Data Thursday indicated that a measure of the economic outlook for the next three to six months declined, while purchases of previously owned U.S. homes unexpectedly rose in July to the highest level since February 2007.

Futures show traders see a 34 percent probability the Fed will raise the benchmark rate at its Sept. 16-17 meeting, based on the assumption that the effective fed funds rate will average

0.375 percent after the first increase. That’s down from about 50 percent before release of the Fed minutes on Wednesday.

MSCI’s Emerging Markets Index slid 1.2 percent to the lowest level since 2009. Shares in Shanghai dropped 3.4 percent even as the central bank takes steps to support markets. Hong Kong’s Hang Seng China Enterprises Index sank 2.3 percent to a 10-month low.

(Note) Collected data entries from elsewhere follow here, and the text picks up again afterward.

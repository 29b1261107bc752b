//! # Survey Response Lifecycle
//!
//! ## States
//!
//! ```text
//! Pending ──submit──▶ Submitted (terminal)
//! ```
//!
//! `Pending` is entered when an invitation mints the response's token.
//! `submit` requires, in order:
//!
//! 1. the presented token matches the response's token (constant time),
//! 2. the response is still `Pending`,
//! 3. the answers belong to the response's own survey,
//! 4. the answers are non-empty,
//! 5. every required question of the survey has an answer.
//!
//! A rejected submission leaves the record untouched.

use serde::{Deserialize, Serialize};
use thiserror::Error;

use sct_core::{
    AccessToken, Answers, ResponseStatus, SctError, SupplierId, Survey, SurveyId, SurveyResponse,
    Timestamp,
};
use sct_crypto::tokens_match;

// ─── Errors ──────────────────────────────────────────────────────────

/// Errors from survey response transitions.
#[derive(Error, Debug, Clone, PartialEq, Eq)]
pub enum ResponseError {
    /// The presented token does not grant access to this response.
    #[error("access token does not match this survey response")]
    TokenMismatch,

    /// The response already left `Pending`.
    #[error("survey response {response_id} has already been submitted")]
    AlreadySubmitted {
        /// The response that rejected the transition.
        response_id: String,
    },

    /// The response belongs to a different survey.
    #[error("survey response belongs to survey {actual}, not {expected}")]
    SurveyMismatch {
        /// Survey the caller addressed.
        expected: String,
        /// Survey the response belongs to.
        actual: String,
    },

    /// The answers payload is empty.
    #[error("answers must not be empty")]
    EmptyAnswers,

    /// Required questions were left unanswered.
    #[error("missing answers for required questions: {}", .questions.join(", "))]
    MissingRequired {
        /// Question ids in survey order.
        questions: Vec<String>,
    },
}

impl From<ResponseError> for SctError {
    fn from(e: ResponseError) -> Self {
        match e {
            ResponseError::AlreadySubmitted { response_id } => {
                SctError::AlreadySubmitted { response_id }
            }
            other => SctError::InvalidInput(other.to_string()),
        }
    }
}

// ─── Transition Record ───────────────────────────────────────────────

/// Record of a response state transition.
#[derive(Debug, Clone, PartialEq, Eq, Serialize, Deserialize)]
pub struct ResponseTransitionRecord {
    /// State before the transition.
    pub from_state: ResponseStatus,
    /// State after the transition.
    pub to_state: ResponseStatus,
    /// When the transition occurred.
    pub timestamp: Timestamp,
}

// ─── State Machine ───────────────────────────────────────────────────

/// Transition rules for [`SurveyResponse`].
#[derive(Debug, Clone, Copy, Default)]
pub struct ResponseStateMachine;

impl ResponseStateMachine {
    /// Enter `Pending` for a freshly issued invitation.
    pub fn open(
        survey_id: SurveyId,
        supplier_email: impl Into<String>,
        supplier_id: Option<SupplierId>,
        token: AccessToken,
    ) -> SurveyResponse {
        SurveyResponse::pending(survey_id, supplier_email, supplier_id, token)
    }

    /// Check that `presented` is the token of `response`.
    pub fn authorize(response: &SurveyResponse, presented: &str) -> Result<(), ResponseError> {
        if tokens_match(presented, &response.token) {
            Ok(())
        } else {
            Err(ResponseError::TokenMismatch)
        }
    }

    /// Check that `response` still accepts changes (documents or answers).
    pub fn require_pending(response: &SurveyResponse) -> Result<(), ResponseError> {
        match response.status {
            ResponseStatus::Pending => Ok(()),
            ResponseStatus::Submitted => Err(ResponseError::AlreadySubmitted {
                response_id: response.id.to_string(),
            }),
        }
    }

    /// Run every submission precondition without mutating anything.
    pub fn check_submission(
        response: &SurveyResponse,
        survey: &Survey,
        presented: &str,
        answers: &Answers,
    ) -> Result<(), ResponseError> {
        Self::authorize(response, presented)?;
        Self::require_pending(response)?;
        if response.survey_id != survey.id {
            return Err(ResponseError::SurveyMismatch {
                expected: survey.id.to_string(),
                actual: response.survey_id.to_string(),
            });
        }
        if answers.is_empty() {
            return Err(ResponseError::EmptyAnswers);
        }
        let missing = survey.missing_required(answers);
        if !missing.is_empty() {
            return Err(ResponseError::MissingRequired {
                questions: missing.iter().map(|q| q.to_string()).collect(),
            });
        }
        Ok(())
    }

    /// Submit `answers` (PENDING → SUBMITTED).
    ///
    /// Sets `answers`, `status` and `submitted_at = at` together. On error
    /// the response is left exactly as it was.
    pub fn submit(
        response: &mut SurveyResponse,
        survey: &Survey,
        presented: &str,
        answers: Answers,
        at: Timestamp,
    ) -> Result<ResponseTransitionRecord, ResponseError> {
        Self::check_submission(response, survey, presented, &answers)?;
        response.answers = answers;
        response.submitted_at = Some(at);
        response.status = ResponseStatus::Submitted;
        tracing::debug!(response_id = %response.id, "survey response submitted");
        Ok(ResponseTransitionRecord {
            from_state: ResponseStatus::Pending,
            to_state: ResponseStatus::Submitted,
            timestamp: at,
        })
    }
}

// ─── Tests ───────────────────────────────────────────────────────────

Turkey’s lira briefly slid past 3 against the dollar for the first time ever and South Africa’s rand breached 13 per dollar, a level not seen since 2001. Russia’s ruble dropped to the weakest since February and Malaysia’s ringgit returned to a 17-year low.

Currency Devaluations

Kazakhstan’s shift to a free-floating currency came a day after authorities let the tenge slide 4.5 percent against the dollar, the most since a devaluation 18 months ago. Vietnam also devalued its currency, the dong, on Wednesday.

China’s central bank injected the most funds in open-market operations since February on Thursday as intervention to prop up the yuan strained the supply of cash and drove a key money-market rate to a four-month high.

The Stoxx Europe 600 Index dropped 2.1 percent as mounting concern over global growth and uncertainty over the timing of U.S. tightening fueled a second day of losses.

Oil in New York traded near its lowest level in more than six years. West Texas Intermediate advanced 0.8 percent to settle at $41.14 a barrel after sliding 4.3 percent on Wednesday. Brent slid 1.1 percent to end the day at $46.62.

“What won’t be lost on investors is that U.S. oil prices have fallen nearly 16 percent since the July FOMC meeting,” Raiko Shareef, a markets strategist in Wellington at Bank of New Zealand Ltd., said in a client note, referring to the Fed’s Open Market Committee. “This will prove disinflationary.”

Gold futures on the Comex in New York climbed to $1,151.70 an ounce on Thursday, the highest level in more than a month. Bullion has rallied more than 7 percent from a five-year low in July amid currency devaluations and global economic concerns

Copper snapped a five-day decline and advanced with most other metals after weaker-than-expected inflation figures from the U.S. trimmed bets on a September increase in interest rates.